* _Activity_
Print exactly the lines below between the line holding "assert_eq!(err, GatewayError::Timeout);" and the line holding "drop(listener);", inclusive, and nothing more.

(Dataset entries)
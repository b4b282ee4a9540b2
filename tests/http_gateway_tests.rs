
use std::time::Duration;

use quiz_participant::clients::HttpGateway;
use quiz_participant::config::{ClientConfig, RetryConfig};
use quiz_participant::error::{GatewayError, PollError};
use quiz_participant::models::SubmitAck;
use quiz_participant::{Participant, QuizGateway};
use test_utils::*;
use tokio::io::{AsyncReadExt, AsyncWriteExt};
use tokio::net::{TcpListener, TcpStream};
use tokio::task::JoinHandle;

/// One canned HTTP response.
struct Reply {
    status: u16,
    body: &'static str,
}

impl Reply {
    fn new(status: u16, body: &'static str) -> Self {
        Self { status, body }
    }

    fn to_http(&self) -> String {
        let reason = match self.status {
            200 => "OK",
            201 => "Created",
            204 => "No Content",
            404 => "Not Found",
            500 => "Internal Server Error",
            503 => "Service Unavailable",
            _ => "Unknown",
        };
        if self.status == 204 {
            return "HTTP/1.1 204 No Content\r\nConnection: close\r\n\r\n".to_string();
        }
        format!(
            "HTTP/1.1 {} {}\r\nContent-Type: application/json\r\nContent-Length: {}\r\nConnection: close\r\n\r\n{}",
            self.status,
            reason,
            self.body.len(),
            self.body
        )
    }
}

async fn read_request(stream: &mut TcpStream) -> String {
    let mut buf = Vec::new();
    let mut chunk = [0u8; 1024];
    loop {
        let n = stream.read(&mut chunk).await.unwrap();
        if n == 0 {
            break;
        }
        buf.extend_from_slice(&chunk[..n]);
        if let Some(end) = buf.windows(4).position(|w| w == b"\r\n\r\n") {
            let head = String::from_utf8_lossy(&buf[..end]).to_lowercase();
            let length = head
                .lines()
                .find_map(|line| line.strip_prefix("content-length:"))
                .map(|v| v.trim().parse::<usize>().unwrap())
                .unwrap_or(0);
            if buf.len() >= end + 4 + length {
                break;
            }
        }
    }
    String::from_utf8_lossy(&buf).into_owned()
}

/// Serve `replies` on fresh connections, in order. Resolves to the raw requests received.
async fn serve(replies: Vec<Reply>) -> (String, JoinHandle<Vec<String>>) {
    let listener = TcpListener::bind("127.0.0.1:0").await.unwrap();
    let base_url = format!("http://{}/api", listener.local_addr().unwrap());
    let server = tokio::spawn(async move {
        let mut requests = Vec::new();
        for reply in replies {
            let (mut stream, _) = listener.accept().await.unwrap();
            requests.push(read_request(&mut stream).await);
            stream.write_all(reply.to_http().as_bytes()).await.unwrap();
            stream.shutdown().await.ok();
        }
        requests
    });
    (base_url, server)
}

fn gateway(base_url: &str) -> HttpGateway {
    init_tracing();
    let config = ClientConfig::new(base_url)
        .unwrap()
        .with_request_timeout(Duration::from_secs(5))
        .with_retry(RetryConfig { max_retries: 2, backoff: Duration::from_millis(10) });
    HttpGateway::new(&config).unwrap()
}

fn body_json(request: &str) -> serde_json::Value {
    let (_, body) = request.split_once("\r\n\r\n").unwrap();
    serde_json::from_str(body).unwrap()
}

#[tokio::test]
async fn test_join_posts_code_and_name() {
    let (base_url, server) = serve(vec![Reply::new(200, r#"{"participant":{"id":7,"name":"Ana"}}"#)]).await;

    let participant = gateway(&base_url).join(&code("ABCD"), "Ana").await.unwrap();
    assert_eq!(participant, Participant { id: 7 });

    let requests = server.await.unwrap();
    assert!(requests[0].starts_with("POST /api/sessions/join "));
    assert_eq!(body_json(&requests[0]), serde_json::json!({"code": "ABCD", "name": "Ana"}));
}

#[tokio::test]
async fn test_join_error_status_is_surfaced() {
    let (base_url, server) = serve(vec![Reply::new(404, "Session not found")]).await;

    let err = gateway(&base_url).join(&code("ZZZZ"), "Ana").await.unwrap_err();
    assert_eq!(err, GatewayError::Api { status: 404, message: "Session not found".into() });
    assert_eq!(server.await.unwrap().len(), 1);
}

#[tokio::test]
async fn test_no_content_means_not_active() {
    let (base_url, server) = serve(vec![Reply::new(204, "")]).await;

    let result = gateway(&base_url).check_active(&code("ABCD")).await;
    assert_eq!(result, Err(PollError::NotActive));

    let requests = server.await.unwrap();
    assert!(requests[0].starts_with("POST /api/quizzes/getIfActive "));
    assert_eq!(body_json(&requests[0]), serde_json::json!({"code": "ABCD"}));
}

#[tokio::test]
async fn test_active_payload_is_decoded() {
    let body = r#"{"questions":[{"id":1,"text":"2+2?","options":[
        {"id":10,"text":"4","isCorrect":true},
        {"id":11,"text":"5","isCorrect":false}]}]}"#;
    let (base_url, _server) = serve(vec![Reply::new(200, body)]).await;

    let payload = gateway(&base_url).check_active(&code("ABCD")).await.unwrap();
    assert!(payload.is_active());
    let questions = payload.questions.unwrap();
    assert_eq!(questions[0].id, 1);
    assert_eq!(questions[0].options.len(), 2);
}

#[tokio::test]
async fn test_activation_check_retries_server_errors() {
    let (base_url, server) = serve(vec![
        Reply::new(503, "warming up"),
        Reply::new(500, "still warming up"),
        Reply::new(204, ""),
    ])
    .await;

    let result = gateway(&base_url).check_active(&code("ABCD")).await;
    assert_eq!(result, Err(PollError::NotActive));
    assert_eq!(server.await.unwrap().len(), 3);
}

#[tokio::test]
async fn test_activation_check_gives_up_after_retries() {
    let (base_url, server) = serve(vec![
        Reply::new(500, "down"),
        Reply::new(500, "down"),
        Reply::new(500, "down"),
    ])
    .await;

    let result = gateway(&base_url).check_active(&code("ABCD")).await;
    assert_eq!(
        result,
        Err(PollError::Gateway(GatewayError::Api { status: 500, message: "down".into() }))
    );
    assert_eq!(server.await.unwrap().len(), 3);
}

#[tokio::test]
async fn test_submit_posts_answer_fields() {
    let (base_url, server) = serve(vec![Reply::new(201, "")]).await;

    let ack = gateway(&base_url).submit_answer(7, 1, 10).await.unwrap();
    assert_eq!(ack, SubmitAck(serde_json::Value::Null));

    let requests = server.await.unwrap();
    assert!(requests[0].starts_with("POST /api/results "));
    assert_eq!(
        body_json(&requests[0]),
        serde_json::json!({"participantId": 7, "questionId": 1, "selectedOptionId": 10})
    );
}

#[tokio::test]
async fn test_submit_is_not_retried() {
    let (base_url, server) = serve(vec![Reply::new(500, "nope")]).await;

    let err = gateway(&base_url).submit_answer(7, 1, 10).await.unwrap_err();
    assert!(matches!(err, GatewayError::Api { status: 500, .. }));
    assert_eq!(server.await.unwrap().len(), 1);
}

#[tokio::test]
async fn test_slow_server_times_out() {
    let listener = TcpListener::bind("127.0.0.1:0").await.unwrap();
    let base_url = format!("http://{}/api", listener.local_addr().unwrap());
    let _server = tokio::spawn(async move {
        let (mut stream, _) = listener.accept().await.unwrap();
        read_request(&mut stream).await;
        tokio::time::sleep(Duration::from_secs(30)).await;
    });

    let config = ClientConfig::new(&base_url)
        .unwrap()
        .with_request_timeout(Duration::from_millis(200));
    let err = HttpGateway::new(&config).unwrap().submit_answer(7, 1, 10).await.unwrap_err();
    assert_eq!(err, GatewayError::Timeout);
}

#[tokio::test]
async fn test_unreachable_server_is_an_http_error() {
    let listener = TcpListener::bind("127.0.0.1:0").await.unwrap();
    let base_url = format!("http://{}/api", listener.local_addr().unwrap());
    drop(listener);

    let config = ClientConfig::new(&base_url).unwrap().with_retry(RetryConfig::none());
    let err = HttpGateway::new(&config).unwrap().check_active(&code("ABCD")).await.unwrap_err();
    assert!(matches!(err, PollError::Gateway(GatewayError::Http(_))));
}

* _Solution to this problem_
    assert_eq!(err, GatewayError::Timeout);
}

#[tokio::test]
async fn test_unreachable_server_is_an_http_error() {
    let listener = TcpListener::bind("127.0.0.1:0").await.unwrap();
    let base_url = format!("http://{}/api", listener.local_addr().unwrap());
    drop(listener);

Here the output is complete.